Leigh is a player I’ve always enjoyed watching, when he’s on his game.

Because there was no finer striker in Scotland.

His goal haul in Ronny’s second season is the best a Celtic striker has managed since the King of Kings himself.

He was a predator, a natural finisher.

Scottish football has seen a lot of them, but Griffiths had genuine quality; he wasn’t one of those guys who hovers in the penalty area, like Boyd. He had good feet, vision, he could pass a ball and he was a dead-ball specialist to boot.

He had the whole package at one time. Everything except that thing, whatever it was, that numerous managers identified by its absence, that thing they all urged him to find.

That shred more dedication to being an athlete and a complete player … it just wasn’t there.

I remember only one striker of his generation who seemed to have his talents.

Like Griffiths, a Hibs boy. Like Griffiths a potent finisher. Like Griffiths, he was brought to Celtic. Griffiths definitely out-performed him in the shirt of our football club, but that wouldn’t have been difficult to do.

Because few players ever so thoroughly wasted a great talent as Derek Riordan.

There was, with Riordan, the same lack of focus. The same off-field indiscipline. The same tendency to view football only as a means to live it up and lead a wild life.

I don’t hold that against these guys, but Griffiths was repeatedly warned that it risked cutting short the best years of his career.

It certainly did with Riordan. At the age where a striker like him should be at his peak and banging the goals in at the top level he was bouncing about in the lower leagues.

That, I’m afraid, looks likely to be the future for Leigh Griffiths, barring the sort of personal turnaround which has eluded him thus far. It really is dreadful.

He finishes his Celtic career with an armful of honours, a place in the 100 Goal club, a Quadruple Treble winner.

He cost us a mere £1 million; in an era of crazy transfer fees, that is daylight robbery without a gun.

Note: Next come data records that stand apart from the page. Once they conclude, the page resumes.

//! sync-files command - run the configured file synchronization

use std::path::Path;

use anyhow::{Context as _, Result};

use crate::cli::Context;
use crate::core::config::{ConfigFile, CONFIG_FILE_NAME};
use crate::git::Git;

/// Copy the configured `files_to_sync` entries into dist-git.
pub fn sync_files(ctx: &Context, dist_git: &Path, job: Option<&str>) -> Result<()> {
    let source_dir = ctx.working_dir()?;
    let dist = Git::open(dist_git).context("cannot open dist-git repository")?;
    let dist_root = dist.workdir()?.to_path_buf();

    let config = ConfigFile::load(&source_dir.join(CONFIG_FILE_NAME))?
        .resolve(job)
        .context("cannot resolve package configuration")?;

    if config.files_to_sync.is_empty() {
        if !ctx.quiet {
            println!("no files_to_sync entries configured");
        }
        return Ok(());
    }

    for item in &config.files_to_sync {
        item.sync(&source_dir, &dist_root)?;
    }

    if !ctx.quiet {
        println!("applied {} sync entries", config.files_to_sync.len());
    }

    Ok(())
}
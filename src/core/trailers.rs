//! core::trailers
//!
//! Provenance trailers embedded in commit messages.
//!
//! Synchronization provenance lives in the commit messages themselves, as
//! `Key: value` trailer lines in the message footer. This keeps the
//! "which dist-git patch came from which source-git commit" mapping (and
//! its inverse) answerable from the repositories alone, without an
//! external database.
//!
//! # Recognized keys
//!
//! - `Patch-name` - downstream patch file name for this commit
//! - `Patch-id` - numeric position in the generated patch series
//! - `Patch-status` - free-form status carried over from the patch header
//! - `From-dist-git-commit` - dist-git commit this commit was created from
//! - `From-source-git-commit` - source-git commit this commit was created from
//!
//! Unknown keys are preserved verbatim on decode so that trailers written
//! by newer versions survive a round-trip through older ones.
//!
//! # Example
//!
//! ```
//! use sgsync::core::trailers::{decode, encode, find_trailer, Trailer};
//!
//! let block = encode(&[
//!     Trailer::new("Patch-name", "0001-fix.patch"),
//!     Trailer::new("Patch-id", "1"),
//! ]);
//! let message = format!("Fix the frobnicator\n\n{block}\n");
//!
//! assert_eq!(
//!     find_trailer(&message, "Patch-name").as_deref(),
//!     Some("0001-fix.patch")
//! );
//! assert_eq!(decode(&message).len(), 2);
//! ```

/// Trailer key: downstream patch file name.
pub const PATCH_NAME: &str = "Patch-name";
/// Trailer key: numeric position in the patch series.
pub const PATCH_ID: &str = "Patch-id";
/// Trailer key: free-form patch status.
pub const PATCH_STATUS: &str = "Patch-status";
/// Trailer key: dist-git commit a source-git commit was created from.
pub const FROM_DIST_GIT_COMMIT: &str = "From-dist-git-commit";
/// Trailer key: source-git commit a dist-git commit was created from.
pub const FROM_SOURCE_GIT_COMMIT: &str = "From-source-git-commit";

/// The closed set of trailer keys the engine interprets.
///
/// Every other syntactically valid trailer key maps to [`TrailerKey::Other`]
/// and is carried through encode/decode untouched.
#[derive(Debug, Clone, PartialEq, Eq, Hash)]
pub enum TrailerKey {
    PatchName,
    PatchId,
    PatchStatus,
    FromDistGitCommit,
    FromSourceGitCommit,
    /// Unrecognized key, preserved verbatim.
    Other(String),
}

impl TrailerKey {
    /// Classify a raw key string.
    ///
    /// Keys are case-sensitive; `patch-name` is [`TrailerKey::Other`],
    /// not [`TrailerKey::PatchName`].
    pub fn parse(key: &str) -> Self {
        match key {
            PATCH_NAME => TrailerKey::PatchName,
            PATCH_ID => TrailerKey::PatchId,
            PATCH_STATUS => TrailerKey::PatchStatus,
            FROM_DIST_GIT_COMMIT => TrailerKey::FromDistGitCommit,
            FROM_SOURCE_GIT_COMMIT => TrailerKey::FromSourceGitCommit,
            other => TrailerKey::Other(other.to_string()),
        }
    }

    /// Get the wire representation of the key.
    pub fn as_str(&self) -> &str {
        match self {
            TrailerKey::PatchName => PATCH_NAME,
            TrailerKey::PatchId => PATCH_ID,
            TrailerKey::PatchStatus => PATCH_STATUS,
            TrailerKey::FromDistGitCommit => FROM_DIST_GIT_COMMIT,
            TrailerKey::FromSourceGitCommit => FROM_SOURCE_GIT_COMMIT,
            TrailerKey::Other(key) => key,
        }
    }
}

/// A single `Key: value` trailer line.
#[derive(Debug, Clone, PartialEq, Eq)]
pub struct Trailer {
    pub key: String,
    pub value: String,
}

impl Trailer {
    /// Create a trailer from a key and value.
    pub fn new(key: impl Into<String>, value: impl Into<String>) -> Self {
        Self {
            key: key.into(),
            value: value.into(),
        }
    }

    /// Classify this trailer's key.
    pub fn kind(&self) -> TrailerKey {
        TrailerKey::parse(&self.key)
    }
}

/// Render trailers as a message-footer block.
///
/// One `Key: value` line per trailer, in the given order, no trailing
/// newline. `decode` is the left inverse of this function.
pub fn encode(trailers: &[Trailer]) -> String {
    trailers
        .iter()
        .map(|t| format!("{}: {}", t.key, t.value))
        .collect::<Vec<_>>()
        .join("\n")
}

/// Extract the trailer block from a commit message.
///
/// Only the trailing contiguous block of `Key: value` lines is scanned,
/// bottom up; the first line that does not parse as a trailer terminates
/// the block. Returned trailers are in their original top-to-bottom
/// order. A message with no trailer block decodes to an empty list.
pub fn decode(message: &str) -> Vec<Trailer> {
    let lines: Vec<&str> = message.trim_end().lines().collect();

    let mut block = Vec::new();
    for line in lines.iter().rev() {
        match parse_trailer_line(line) {
            Some(trailer) => block.push(trailer),
            None => break,
        }
    }

    block.reverse();
    block
}

/// Find the value of a trailer key in a commit message.
///
/// Returns the **last** occurrence if the key repeats: commits get
/// amended during iterative development before they are pushed, and the
/// most recent write is the one that counts.
pub fn find_trailer(message: &str, key: &str) -> Option<String> {
    decode(message)
        .into_iter()
        .rev()
        .find(|t| t.key == key)
        .map(|t| t.value)
}

/// Append a trailer block to a commit message.
///
/// The message body is separated from the block by a blank line, the way
/// `git commit --trailer` lays messages out.
pub fn append_trailers(message: &str, trailers: &[Trailer]) -> String {
    if trailers.is_empty() {
        return message.to_string();
    }
    format!("{}\n\n{}", message.trim_end(), encode(trailers))
}

/// Parse a single line as `Key: value`.
///
/// A key starts with an ASCII letter and continues with letters, digits,
/// or `-`. The separator is `: `; the value is the rest of the line,
/// trimmed.
fn parse_trailer_line(line: &str) -> Option<Trailer> {
    let (key, value) = line.split_once(": ")?;

    if key.is_empty() || !key.chars().next().is_some_and(|c| c.is_ascii_alphabetic()) {
        return None;
    }
    if !key
        .chars()
        .all(|c| c.is_ascii_alphanumeric() || c == '-')
    {
        return None;
    }

    let value = value.trim();
    if value.is_empty() {
        return None;
    }

    Some(Trailer::new(key, value))
}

But as successful as he was, it is hard to shake the feeling that this has ended in failure.

That it has ended in a way it never should have, not even on an anti-climax, which would be bad enough, but under a big black cloud, which now hangs over the endpoint of his career.

I do wish him well. We all should, for services rendered.

But instead of becoming a Celtic icon, Leigh leaves the job only part of the way done, as a cautionary tale, a near thing, a success yes, but not, alas an unqualified one.